Bola.com, Manchester - Michael Carrick menikmati fase awal yang fenomenal dalam periode keduanya menangani Manchester United (MU). Manajer interim Setan Merah tersebut membukukan enam kemenangan dan satu hasil imbang dari tujuh pertandingan pertamanya.
Namun, Carrick tampaknya memilih bersikap realistis. Pria berkebangsaan Inggris tersebut menyadari kekalahan atau penurunan performa pasti akan datang.
Pada titik tertentu, ia tahu kekalahan atau penurunan performa pasti akan datang. Kuncinya adalah memastikan fase tersebut tersebut tidak berubah menjadi rangkaian hasil negatif yang berkepanjangan.
Ole Gunnar Solskjaer memulai masa kepelatihannya di United pada musim 2018/2019 dengan delapan kemenangan beruntun. Namun, ia menutup musim yang sama dengan delapan kekalahan dalam 12 pertandingan.
Saat Carrick menangani Middlesbrough pada 2022, ia memenangkan 15 dari 21 laga pertamanya. Namun, ia mengakhiri periode itu dengan hanya dua kemenangan dalam 10 pertandingan ketika Boro tersingkir di babak semifinal play-off.
Tak Mau Melihat Terlalu Jauh ke Depan
Penurunan performa yang terjun bebas seperti itu yang harus dihindari Manchester United saat memburu tiket Liga Champions musim depan.
Terlebih lagi, setelah lawatan ke markas Newcastle pada Kamis (5/3/2026), mereka akan menjamu sesama pesaing tiket Eropa Aston Villa, serta menghadapi Chelsea dan Liverpool dalam jadwal berikutnya.

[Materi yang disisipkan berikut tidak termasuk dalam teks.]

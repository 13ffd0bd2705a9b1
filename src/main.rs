use anyhow::Context;
use clap::Parser;
use scenario_simulator::config::load_config_from_file;
use scenario_simulator::server::serve_tcp;
use std::path::PathBuf;
use std::sync::Arc;
use tokio::net::TcpListener;
use tokio_util::sync::CancellationToken;
use tracing_subscriber::EnvFilter;

/// YAML로 선언한 시나리오로 요청에 응답하는 시뮬레이터.
#[derive(Parser, Debug)]
#[command(name = "scenario-simulator", version, about)]
struct Cli {
    /// 시뮬레이터 설정 파일 경로.
    #[arg(short, long)]
    config: PathBuf,
    /// 설정 파일의 수신 주소 대신 사용할 주소.
    #[arg(short, long)]
    listen: Option<String>,
}

#[tokio::main]
async fn main() -> anyhow::Result<()> {
    tracing_subscriber::fmt()
        .with_env_filter(
            EnvFilter::try_from_default_env().unwrap_or_else(|_| EnvFilter::new("info")),
        )
        .init();

    let cli = Cli::parse();
    let config = load_config_from_file(&cli.config)?;
    let dispatcher = Arc::new(
        config
            .build_dispatcher()
            .with_context(|| format!("시뮬레이터 '{}' 초기화 실패", config.name))?,
    );
    let listen = cli.listen.unwrap_or_else(|| config.listen.clone());
    let listener = TcpListener::bind(&listen)
        .await
        .with_context(|| format!("수신 주소 바인드 실패: {listen}"))?;

    let cancel = CancellationToken::new();
    let shutdown = cancel.clone();
    tokio::spawn(async move {
        if tokio::signal::ctrl_c().await.is_ok() {
            tracing::info!("종료 신호 수신");
            shutdown.cancel();
        }
    });

    serve_tcp(listener, dispatcher, config.transport, cancel).await
}
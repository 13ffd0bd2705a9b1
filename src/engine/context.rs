use super::error::SimulatorError;
use super::events::DispatchEvent;
use crate::channel::{Channel, Transport};
use crate::scenario::{ScenarioOutcome, ScenarioRequest};
use std::collections::BTreeMap;
use tokio::sync::mpsc::UnboundedSender;
use tracing::info;

/// 실행 중인 시나리오가 채널로 결과를 돌려보내기 위한 컨텍스트이다.
///
/// 한 요청/응답 주기 동안 채널을 독점하며 결과는 한 번만 보낼 수 있다.
pub struct ScenarioContext<'a> {
    /// 현재 주기의 채널.
    channel: &'a mut dyn Channel,
    /// 처리 중인 요청의 상관 키.
    correlation_id: String,
    /// 선택된 시나리오 이름.
    scenario: String,
    /// 전송한 결과.
    outcome: Option<ScenarioOutcome>,
    /// 이벤트 송신자.
    events: Option<&'a UnboundedSender<DispatchEvent>>,
}

impl<'a> ScenarioContext<'a> {
    pub(crate) fn new(
        channel: &'a mut dyn Channel,
        request: &ScenarioRequest,
        scenario: &str,
        events: Option<&'a UnboundedSender<DispatchEvent>>,
    ) -> Self {
        Self {
            channel,
            correlation_id: request.correlation_id().to_string(),
            scenario: scenario.to_string(),
            outcome: None,
            events,
        }
    }

    pub fn correlation_id(&self) -> &str {
        &self.correlation_id
    }

    pub fn scenario_name(&self) -> &str {
        &self.scenario
    }

    pub fn transport(&self) -> Transport {
        self.channel.transport()
    }

    /// 이미 결과를 전송했는지 여부이다.
    pub fn has_responded(&self) -> bool {
        self.outcome.is_some()
    }

    /// 정상 응답을 채널로 전송한다.
    pub async fn send_scenario_response(
        &mut self,
        payload: impl Into<String>,
        headers: BTreeMap<String, String>,
    ) -> Result<(), SimulatorError> {
        self.send_outcome(ScenarioOutcome::Response {
            payload: payload.into(),
            headers,
        })
        .await
    }

    /// 폴트 응답을 채널로 전송한다.
    pub async fn send_scenario_fault(
        &mut self,
        code: u16,
        detail: impl Into<String>,
    ) -> Result<(), SimulatorError> {
        self.send_outcome(ScenarioOutcome::fault(code, detail)).await
    }

    /// 결과를 채널로 전송하고 기록한다.
    pub async fn send_outcome(&mut self, outcome: ScenarioOutcome) -> Result<(), SimulatorError> {
        if self.outcome.is_some() {
            return Err(SimulatorError::OutcomeAlreadySent {
                correlation_id: self.correlation_id.clone(),
            });
        }
        deliver(
            &mut *self.channel,
            &self.correlation_id,
            Some(&self.scenario),
            outcome.clone(),
            self.events,
        )
        .await?;
        self.outcome = Some(outcome);
        Ok(())
    }

    pub(crate) fn into_outcome(self) -> Option<ScenarioOutcome> {
        self.outcome
    }
}

/// 대기 중인 요청이 `correlation_id`와 같을 때만 결과를 전송한다.
pub(crate) async fn deliver(
    channel: &mut dyn Channel,
    correlation_id: &str,
    scenario: Option<&str>,
    outcome: ScenarioOutcome,
    events: Option<&UnboundedSender<DispatchEvent>>,
) -> Result<(), SimulatorError> {
    if channel.pending() != Some(correlation_id) {
        return Err(SimulatorError::NoPendingRequest);
    }
    let transport = channel.transport();
    let fault = outcome.is_fault();
    channel.send(outcome).await?;
    let kind = if fault { "폴트" } else { "응답" };
    info!(
        %transport,
        correlation_id,
        scenario = scenario.unwrap_or("-"),
        "{transport} {kind} 전송"
    );
    if let Some(sender) = events {
        let _ = sender.send(DispatchEvent::OutcomeSent {
            correlation_id: correlation_id.to_string(),
            scenario: scenario.map(str::to_string),
            fault,
        });
    }
    Ok(())
}
//! A client-side timeseries cache and request coalescer.
//!
//! Sits between a page and a remote analytics backend. For a given
//! timeseries identity and a requested revision range × column set, it
//! returns data as fast as possible while minimizing network traffic:
//!
//! * previously fetched rows and per-column available ranges persist in a
//!   local keyed store ([`TimeseriesStore`]);
//! * each incoming request is split into the minimal set of remote slices
//!   not already cached ([`plan_slices`]);
//! * overlapping in-flight requests for the same timeseries share slices
//!   instead of re-fetching them ([`InflightRegistry`]);
//! * partial results stream to the caller as each slice resolves, merged
//!   incrementally with cached data ([`TimeseriesCache::respond`]).

mod identity;
mod inflight;
mod merge;
mod planner;
mod range;
mod request;
mod slice;
mod store;
mod store_read;
mod store_write;

pub use self::identity::{
    columns, TimeseriesIdentity, DEFAULT_STATISTIC, STORE_SCHEMA_VERSION,
};
pub use self::inflight::{InflightGuard, InflightRegistry, RequestState};
pub use self::merge::{find_low_index_in_sorted, merge_row_arrays, row_revision, DataRow};
pub use self::planner::{plan_slices, PlannedSlice};
pub use self::range::RevisionRange;
pub use self::request::{
    CacheConfig, Snapshot, TimeseriesCache, TimeseriesRequest, MISSING_RETRY_WINDOW,
};
pub use self::slice::{
    FetchResponse, SliceResponse, TimeseriesSlice, Transport, TransportError, MAX_RETRIES,
    STATUS_NOT_FOUND, STATUS_OK, STATUS_SERVER_ERROR,
};
pub use self::store::{
    metadata_keys, ReadTransaction, StoreRegistry, TimeseriesStore, WriteTransaction,
};
pub use self::store_read::{read_cached, CachedResult};
pub use self::store_write::{write_missing_timestamp, write_result};

// ---

/// The ways an inbound request can be malformed.
///
/// Everything that can go wrong *after* parsing — transient server errors,
/// negative results, other remote failures — flows through the snapshot
/// stream as data instead (see [`SliceResponse`] and [`Snapshot`]).
#[derive(thiserror::Error, Debug, Clone, PartialEq, Eq)]
pub enum RequestError {
    #[error("missing required parameter: {0}")]
    MissingParameter(&'static str),

    #[error("invalid value for {param}: {value:?}")]
    InvalidParameter {
        param: &'static str,
        value: String,
    },
}
use serde_json::Value;

use crate::identity::columns;

// ---

/// One data point: a mapping from column name to primitive value. Always
/// carries a `revision` entry.
pub type DataRow = serde_json::Map<String, Value>;

/// The `revision` field of a row, or `None` if absent or non-numeric.
#[inline]
pub fn row_revision(row: &DataRow) -> Option<f64> {
    row.get(columns::REVISION).and_then(Value::as_f64)
}

/// The smallest index `i` such that `key(rows[i]) >= lo`, or `rows.len()` if
/// no such index exists. Returns 0 on an empty slice.
#[inline]
pub fn find_low_index_in_sorted<T>(rows: &[T], key: impl Fn(&T) -> f64, lo: f64) -> usize {
    rows.partition_point(|row| key(row) < lo)
}

/// Merges each input row into `target`, which is kept sorted ascending by the
/// numeric `key` column. Rows with an existing key are shallow-merged
/// field-wise (last write wins); new keys are inserted at their sort
/// position. Rows lacking the key column are ignored.
pub fn merge_row_arrays(key: &str, target: &mut Vec<DataRow>, inputs: &[&[DataRow]]) {
    for input in inputs {
        for row in *input {
            let Some(row_key) = row.get(key).and_then(Value::as_f64) else {
                continue;
            };
            let index = find_low_index_in_sorted(
                target,
                |existing| {
                    existing
                        .get(key)
                        .and_then(Value::as_f64)
                        .unwrap_or(f64::NEG_INFINITY)
                },
                row_key,
            );
            let key_exists = target
                .get(index)
                .is_some_and(|existing| existing.get(key).and_then(Value::as_f64) == Some(row_key));
            if key_exists {
                let existing = &mut target[index];
                for (name, value) in row {
                    existing.insert(name.clone(), value.clone());
                }
            } else {
                target.insert(index, row.clone());
            }
        }
    }
}

// ---
use smallvec::{smallvec, SmallVec};

// ---

/// A closed interval `[min, max]` over f64, including the infinities.
///
/// The empty range is encoded as an inverted pair (`min > max`), so `min` and
/// `max` carry no meaning while [`Self::is_empty`] returns true.
///
/// `max = +∞` is the conventional "open top" sentinel used by the slice
/// planner for requests with no upper revision bound.
#[derive(Clone, Copy, Debug, PartialEq)]
pub struct RevisionRange {
    pub min: f64,
    pub max: f64,
}

impl RevisionRange {
    pub const EMPTY: Self = Self {
        min: f64::INFINITY,
        max: f64::NEG_INFINITY,
    };

    #[inline]
    pub fn new(min: f64, max: f64) -> Self {
        Self { min, max }
    }

    #[inline]
    pub fn point(value: f64) -> Self {
        Self {
            min: value,
            max: value,
        }
    }

    #[inline]
    pub fn is_empty(&self) -> bool {
        !(self.min <= self.max)
    }

    /// Extends the range so that it contains `value`.
    pub fn add_value(&mut self, value: f64) {
        if self.is_empty() {
            *self = Self::point(value);
        } else {
            self.min = self.min.min(value);
            self.max = self.max.max(value);
        }
    }

    #[inline]
    pub fn contains(&self, value: f64) -> bool {
        !self.is_empty() && self.min <= value && value <= self.max
    }

    /// `max - min`, or 0 for the empty range.
    #[inline]
    pub fn duration(&self) -> f64 {
        if self.is_empty() {
            0.0
        } else {
            self.max - self.min
        }
    }

    /// `[max(a.min, b.min), min(a.max, b.max)]`; empty if either operand is
    /// empty or the bounds cross.
    pub fn intersection(&self, other: &Self) -> Self {
        if self.is_empty() || other.is_empty() {
            return Self::EMPTY;
        }
        let min = self.min.max(other.min);
        let max = self.max.min(other.max);
        if min <= max {
            Self { min, max }
        } else {
            Self::EMPTY
        }
    }

    /// `self \ other`, as 0, 1 or 2 ranges.
    ///
    /// When `other` lies strictly inside `self` the two results meet at
    /// `other`'s boundary points; neither is collapsed even if `other` is a
    /// single point.
    pub fn difference(&self, other: &Self) -> SmallVec<[Self; 2]> {
        if self.is_empty() {
            return smallvec![];
        }
        if other.is_empty() {
            return smallvec![*self];
        }

        let mut result = SmallVec::new();
        if self.min < other.min {
            result.push(Self {
                min: self.min,
                max: self.max.min(other.min),
            });
        }
        if self.max > other.max {
            result.push(Self {
                min: self.min.max(other.max),
                max: self.max,
            });
        }
        result
    }

    /// Merges `self` into a sorted list of disjoint ranges, coalescing any
    /// ranges that overlap or touch it. Keeps the list sorted by `min`.
    ///
    /// Idempotent: merging a range already contained in the list is a no-op.
    pub fn merge_into_array(self, ranges: &mut Vec<Self>) {
        if self.is_empty() {
            return;
        }

        let mut merged = self;
        let mut placed = false;
        let mut result = Vec::with_capacity(ranges.len() + 1);
        for range in ranges.drain(..) {
            if range.max < merged.min {
                result.push(range);
            } else if range.min > merged.max {
                if !placed {
                    result.push(merged);
                    placed = true;
                }
                result.push(range);
            } else {
                merged.min = merged.min.min(range.min);
                merged.max = merged.max.max(range.max);
            }
        }
        if !placed {
            result.push(merged);
        }
        *ranges = result;
    }
}

impl Default for RevisionRange {
    fn default() -> Self {
        Self::EMPTY
    }
}

impl std::fmt::Display for RevisionRange {
    fn fmt(&self, f: &mut std::fmt::Formatter<'_>) -> std::fmt::Result {
        if self.is_empty() {
            f.write_str("[∅]")
        } else {
            write!(f, "[{}, {}]", self.min, self.max)
        }
    }
}

// --- Serialization ---

// JSON has no representation for the infinities, so infinite bounds are
// simply omitted: `{}` is the empty range, a missing `min` reads back as -∞
// and a missing `max` as +∞.

impl serde::Serialize for RevisionRange {
    fn serialize<S: serde::Serializer>(&self, serializer: S) -> Result<S::Ok, S::Error> {
        use serde::ser::SerializeStruct as _;

        let mut state = serializer.serialize_struct("RevisionRange", 2)?;
        if !self.is_empty() && self.min.is_finite() {
            state.serialize_field("min", &self.min)?;
        } else {
            state.skip_field("min")?;
        }
        if !self.is_empty() && self.max.is_finite() {
            state.serialize_field("max", &self.max)?;
        } else {
            state.skip_field("max")?;
        }
        state.end()
    }
}

impl<'de> serde::Deserialize<'de> for RevisionRange {
    fn deserialize<D: serde::Deserializer<'de>>(deserializer: D) -> Result<Self, D::Error> {
        #[derive(serde::Deserialize)]
        struct Bounds {
            #[serde(default)]
            min: Option<f64>,
            #[serde(default)]
            max: Option<f64>,
        }

        let bounds = Bounds::deserialize(deserializer)?;
        Ok(match (bounds.min, bounds.max) {
            (None, None) => Self::EMPTY,
            (min, max) => Self {
                min: min.unwrap_or(f64::NEG_INFINITY),
                max: max.unwrap_or(f64::INFINITY),
            },
        })
    }
}

// ---
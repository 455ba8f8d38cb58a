use crate::RequestError;

/// Column names with special semantics.
pub mod columns {
    /// Primary key. Never fetched alone, never marked available.
    pub const REVISION: &str = "revision";

    /// Always refetched; never recorded in the availability map, so every
    /// request that asks for alerts produces a live fetch.
    pub const ALERT: &str = "alert";

    /// Heavyweight payloads; always requested in dedicated slices.
    pub const HISTOGRAM: &str = "histogram";
}

pub const DEFAULT_STATISTIC: &str = "avg";

/// Version of the persistent store layout: three sub-stores
/// (`data`, `metadata`, `ranges`) per identity.
pub const STORE_SCHEMA_VERSION: u32 = 1;

/// The tuple that names one timeseries, and therefore one persistent store
/// instance.
///
/// `test_case` and `build_type` default to the empty string; the other three
/// fields are required.
#[derive(Clone, Debug, Hash, PartialEq, Eq)]
pub struct TimeseriesIdentity {
    pub test_suite: String,
    pub measurement: String,
    pub bot: String,
    pub test_case: String,
    pub build_type: String,
}

impl TimeseriesIdentity {
    pub fn new(
        test_suite: impl Into<String>,
        measurement: impl Into<String>,
        bot: impl Into<String>,
        test_case: impl Into<String>,
        build_type: impl Into<String>,
    ) -> Result<Self, RequestError> {
        let identity = Self {
            test_suite: test_suite.into(),
            measurement: measurement.into(),
            bot: bot.into(),
            test_case: test_case.into(),
            build_type: build_type.into(),
        };

        if identity.test_suite.is_empty() {
            return Err(RequestError::MissingParameter("test_suite"));
        }
        if identity.measurement.is_empty() {
            return Err(RequestError::MissingParameter("measurement"));
        }
        if identity.bot.is_empty() {
            return Err(RequestError::MissingParameter("bot"));
        }

        Ok(identity)
    }

    /// The name of the persistent store instance backing this timeseries.
    pub fn store_name(&self) -> String {
        format!(
            "timeseries/{}/{}/{}/{}/{}",
            self.test_suite, self.measurement, self.bot, self.test_case, self.build_type
        )
    }
}

impl std::fmt::Display for TimeseriesIdentity {
    fn fmt(&self, f: &mut std::fmt::Formatter<'_>) -> std::fmt::Result {
        self.store_name().fmt(f)
    }
}
// ---

/// Refetch suppression window after a remote "not found": 2.8 days.
pub const MISSING_RETRY_WINDOW: Duration = Duration::from_secs(241_920);

/// Snapshots per request are few and small; this only smooths the handoff to
/// a slow consumer.
const SNAPSHOT_CHANNEL_CAPACITY: usize = 8;

#[derive(Clone, Debug)]
pub struct CacheConfig {
    /// Target of slice fetches, and the base of result-channel names.
    pub api_url: String,
    pub method: String,
    pub max_retries: u32,
    pub missing_retry_window: Duration,
}

impl Default for CacheConfig {
    fn default() -> Self {
        Self {
            api_url: "/api/timeseries2".to_owned(),
            method: "POST".to_owned(),
            max_retries: MAX_RETRIES,
            missing_retry_window: MISSING_RETRY_WINDOW,
        }
    }
}

// ---

/// A parsed inbound request: one timeseries, a revision range and a column
/// set.
#[derive(Clone, Debug, PartialEq)]
pub struct TimeseriesRequest {
    pub identity: TimeseriesIdentity,
    pub statistic: String,

    /// Always contains `revision`.
    pub columns: BTreeSet<String>,

    pub min_revision: Option<i64>,
    pub max_revision: Option<i64>,
}
impl<'a> StitchRun<'a> {
    pub fn status(&self) -> RunStatus {
        self.status
    }

    pub fn batches_submitted(&self) -> usize {
        self.chain.batches_consumed()
    }

    fn fail(&mut self, err: StitchError) -> StitchEvent {
        warn!(
            batch_index = self.chain.batches_consumed() + 1,
            error = %err,
            "stitch run failed"
        );
        self.state = RunState::Done;
        self.status = RunStatus::Failed;
        StitchEvent::Failed(err)
    }

    fn progress_for(&self, plan: BatchPlan) -> BatchProgress {
        let step = self.chain.step(plan);
        BatchProgress {
            batch_index: step.batch_index,
            total_batches_estimate: self.batch_estimate.unwrap_or(1).max(step.batch_index),
            first_image_index: step.first_image_index,
            image_count: step.images.len(),
            has_base_image: step.base.is_some(),
            payload_bytes: step.payload_bytes,
            budget_bytes: self.chain.budget_bytes(),
        }
    }

    fn plan_next(&mut self) -> StitchEvent {
        if self.chain.is_finished() {
            let batch_count = self.chain.batches_consumed();
            let composite = self.chain.take_composite();
            self.state = RunState::Done;
            return match composite {
                Some(composite) => {
                    self.status = RunStatus::Succeeded;
                    info!(batch_count, "stitch run succeeded");
                    StitchEvent::Succeeded {
                        composite,
                        batch_count,
                    }
                }
                None => self.fail(StitchError::InsufficientImages { found: 0 }),
            };
        }
        match self.chain.plan() {
            Ok(plan) => {
                let progress = self.progress_for(plan);
                self.state = RunState::Submitting(plan, progress);
                StitchEvent::BatchStarted(progress)
            }
            Err(err) => self.fail(err),
        }
    }

    fn submit(&mut self, plan: BatchPlan, progress: BatchProgress) -> StitchEvent {
        info!(
            batch_index = progress.batch_index,
            images = progress.image_count,
            payload_bytes = progress.payload_bytes,
            provider = self.provider.name(),
            "submitting batch"
        );
        let response = {
            let step = self.chain.step(plan);
            let request = ProviderStitchRequest {
                model: self.model,
                batch_index: step.batch_index,
                payload: StitchRequest::new(step.images, step.base),
            };
            self.provider.stitch(&request)
        };
        match response {
            Ok(response) => {
                let composite_bytes = response.composite.encoded_len();
                self.chain.advance(plan, response.composite);
                self.state = RunState::Planning;
                StitchEvent::BatchCompleted(BatchRecord {
                    progress,
                    consumed: self.chain.consumed(),
                    remaining: self.chain.remaining().len(),
                    composite_bytes,
                    provider_request: response.provider_request,
                    provider_response: response.provider_response,
                    warnings: response.warnings,
                })
            }
            Err(err) => self.fail(StitchError::RemoteStitch {
                batch_index: progress.batch_index,
                message: error_chain(&err),
            }),
        }
    }
}

impl Iterator for StitchRun<'_> {
    type Item = StitchEvent;

    fn next(&mut self) -> Option<Self::Item> {
        match std::mem::replace(&mut self.state, RunState::Done) {
            RunState::Done => None,
            RunState::Planning => {
                self.status = RunStatus::Running;
                Some(self.plan_next())
            }
            RunState::Submitting(plan, progress) => Some(self.submit(plan, progress)),
        }
    }
}

impl FusedIterator for StitchRun<'_> {}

Carrick, seperti biasanya, tidak ingin melihat terlalu jauh ke depan.
Tetap Rendah Hati
“Saya selalu belajar seiring perjalanan, tentang hal-hal yang mungkin bisa dilakukan sedikit lebih baik,” ujar Carrick, seperti dikutip dari BBC, Selasa (3/3/2026).
“Ada banyak konteks, dengan pemain yang berbeda dan bagaimana jalannya pertandingan."
“Ini bukan soal mengantisipasi hal buruk, tetapi tentang menjalani momen, tetap rendah hati, dan memahami apa yang dibutuhkan untuk memenangkan pertandingan."
“Kami tidak akan terlena. Anda harus memanfaatkan kepercayaan diri dan memahami bahwa rentetan kemenangan tidak mudah didapat. Kami lapar untuk lebih banyak dan ingin mempertahankannya selama mungkin," tegas Carrick.